The complaint was given without substantiating it and, according to Karat, it was no reason for the EC to become an investigating agency for the complainant. This is something that bears serious reflection as it would be pointless to bring into conflict two constitutional authorities — the EC and Parliament.
In the same light, the most ridiculous case is the one that has Chief Election Commissioner N. Gopalaswamy going overboard in a ‘fishing and roving expedition’’ against Sonia Gandhi for accepting a decoration — ‘the Order of Leopold’ — from Belgium. When Prime Minister Morarji Desai received Paksitan’s highest award, it was viewed in both countries as a sign of good-will, which is how all such awards between nations are seen. So, for the EC and its chief to waste almost a year of its time and trying its best to prove that this medal or ribbon is a title like ‘Lord’ or ‘Lady’ or ‘Sir’ is not only laughable but has sinister connotations in the role the EC chief is trying to play.

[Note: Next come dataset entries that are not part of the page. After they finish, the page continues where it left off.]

//! # Domain Types
//!
//! Core domain types used throughout Stockroom.
//!
//! ## Type Hierarchy
//! ```text
//! ┌─────────────────────────────────────────────────────────────────────────┐
//! │                         Domain Types                                    │
//! │                                                                         │
//! │  ┌─────────────────┐   ┌─────────────────┐   ┌─────────────────┐       │
//! │  │    Article      │◄──│   Allocation    │──►│    Product      │       │
//! │  │  ─────────────  │   │  ─────────────  │   │  ─────────────  │       │
//! │  │  service_id     │   │  article        │   │  status         │       │
//! │  │  id / code      │   │  curs, price    │   │  discount       │       │
//! │  │  kg (remaining) │   │  weight         │   │  derived prices │       │
//! │  │  income_kg      │   │  sum_euro/_rub  │   │  weight         │       │
//! │  └─────────────────┘   └─────────────────┘   └────────┬────────┘       │
//! │                                                       │ 0..1 order      │
//! │                        ┌─────────────────┐   ┌────────▼────────┐       │
//! │                        │    Payment      │──►│     Order       │       │
//! │                        │  ─────────────  │   │  ─────────────  │       │
//! │                        │  method, amount │   │  status         │       │
//! │                        │  paid_at        │   │  shipment       │       │
//! │                        └─────────────────┘   │  quantity, debt │       │
//! │                                              └─────────────────┘       │
//! └─────────────────────────────────────────────────────────────────────────┘
//! ```
//!
//! ## Input vs Stored Types
//! `*Input` types are what callers send: raw status codes and tolerant
//! numbers (string or number). Stored types carry validated enums and
//! derived figures, and are what every read returns.

use chrono::{DateTime, Utc};
use serde::{Deserialize, Serialize};
use ts_rs::TS;
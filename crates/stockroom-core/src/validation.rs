//! # Validation Module
//!
//! Input and selection rules, checked before any row is written.
//!
//! ## Validation Layers
//! ```text
//! ┌─────────────────────────────────────────────────────────────────────────┐
//! │                      Validation Layers                                  │
//! │                                                                         │
//! │  Layer 1: Deserialization (serde + numeric::flexible_*)                │
//! │  └── Strings or numbers → typed values                                 │
//! │           │                                                             │
//! │           ▼                                                             │
//! │  Layer 2: THIS MODULE                                                  │
//! │  ├── validate_product / validate_order / validate_payment             │
//! │  ├── validate_client / validate_shipment / validate_shipment_note     │
//! │  └── check_selection (needs product snapshots from the database)       │
//! │           │                                                             │
//! │           ▼                                                             │
//! │  Layer 3: Database (SQLite)                                            │
//! │  ├── CHECK constraints on status codes and amounts                     │
//! │  ├── UNIQUE order_products(product_id)                                 │
//! │  └── Foreign key constraints                                           │
//! └─────────────────────────────────────────────────────────────────────────┘
//! ```

use std::collections::HashSet;

use crate::error::{CoreError, CoreResult, ValidationError};
use crate::money::Money;
use crate::types::{
    ArticleInput, ClientInput, OrderInput, OrderStatus, PaymentInput, ProductInput, ProductStatus,
    ShipmentDetails, ShipmentNoteInput,
};

/// Result type for validation operations.
pub type ValidationResult<T> = Result<T, ValidationError>;

/// Maximum length of a product or order name.
pub const MAX_NAME_LENGTH: usize = 200;

// =============================================================================
// Articles
// =============================================================================

/// Validates an article registration: positive external id, finite
/// non-negative figures.
pub fn validate_article(input: &ArticleInput) -> ValidationResult<()> {
    if input.id <= 0 {
        return Err(ValidationError::MustBePositive {
            field: "id".to_string(),
        });
    }
    for (field, value) in [
        ("euro", input.euro),
        ("colli", input.colli),
        ("kg", input.kg),
        ("value", input.value),
    ] {
        if !(value.is_finite() && value >= 0.0) {
            return Err(ValidationError::MustNotBeNegative {
                field: field.to_string(),
            });
        }
    }
    Ok(())
}

// =============================================================================
// Products
// =============================================================================

/// Validates a product request and returns its status.
///
/// ## Rules
/// - status is 1, 2 or 3
/// - name is at most 200 characters
/// - every allocation references a positive article key
/// - every allocation weight is > 0, count / price / rate are not negative
///
/// The first violation is returned.
pub fn validate_product(input: &ProductInput) -> ValidationResult<ProductStatus> {
    let status = ProductStatus::try_from(input.status)?;
    validate_name(&input.name)?;

    for (i, allocation) in input.allocations.iter().enumerate() {
        let field = |name: &str| format!("allocations[{}].{}", i, name);

        if allocation.article <= 0 {
            return Err(ValidationError::MustBePositive {
                field: field("article"),
            });
        }
        if !(allocation.weight.is_finite() && allocation.weight > 0.0) {
            return Err(ValidationError::MustBePositive {
                field: field("weight"),
            });
        }
        if allocation.count < 0 {
            return Err(ValidationError::MustNotBeNegative {
                field: field("count"),
            });
        }
        if !(allocation.price_euro.is_finite() && allocation.price_euro >= 0.0) {
            return Err(ValidationError::MustNotBeNegative {
                field: field("priceEuro"),
            });
        }
        if !(allocation.curs.is_finite() && allocation.curs >= 0.0) {
            return Err(ValidationError::MustNotBeNegative {
                field: field("curs"),
            });
        }
    }

    Ok(status)
}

It is significant that the complainant — a certain P. Rajan — was jailed during the Emergency. Without doubt he holds a grudge against the Gandhi family on this account. So he should be advised to fight his battle politically instead of shooting from the shoulders of Rashtrapati Bhawan (that forwarded the complaint) or the EC. It was strange that such a letter would have been considered by the President, let alone forwarded to the EC. Does that mean that every letter that comes to the President should not be properly examined before it is sent to the EC? In that case, why does the President have a top-heavy secretariat? Why then do legal eagles surround the President? There are a number of people who may have a grouse against others. If all these letters come to Rashtrapati Bhawan and are not examined properly, the EC will soon not be conducting elections at all but spending time wasting taxpayers’ money on useless cases like this one.
Disqualification is attracted if Sonia Gandhi had become a member of, say, the Association of King Leopold. For this she was required to be nominated by two members. She would have had to swear an oath before the assembly and would have had to pay a fee before she could be accepted into the association. None of these things have clearly happened. Even the MEA, on the basis of the information obtained from the Belgian authorities, has opined that what Sonia Gandhi received was a decoration, not a title. So why is the EC prolonging this case? Is it only to ensure that somebody derives political mileage from it? EC hearings have not taken place in all these cases and neither are they necessary in open-and-shut cases. Do the Supreme Court and Hight Courts admit every case that comes before it? They don’t. If they start hearing every crank that came before it, the judicial system would come to a grinding halt.
If the EC persists, no PM, Minister or MP will accept any award. Indeed, they will have to refuse fearing action from the EC. The Commission should see reason and not give credence to mere allegations. It must keep away from controversy and judge things according to merit, not politics. The EC must maintain its impartiality. Between us.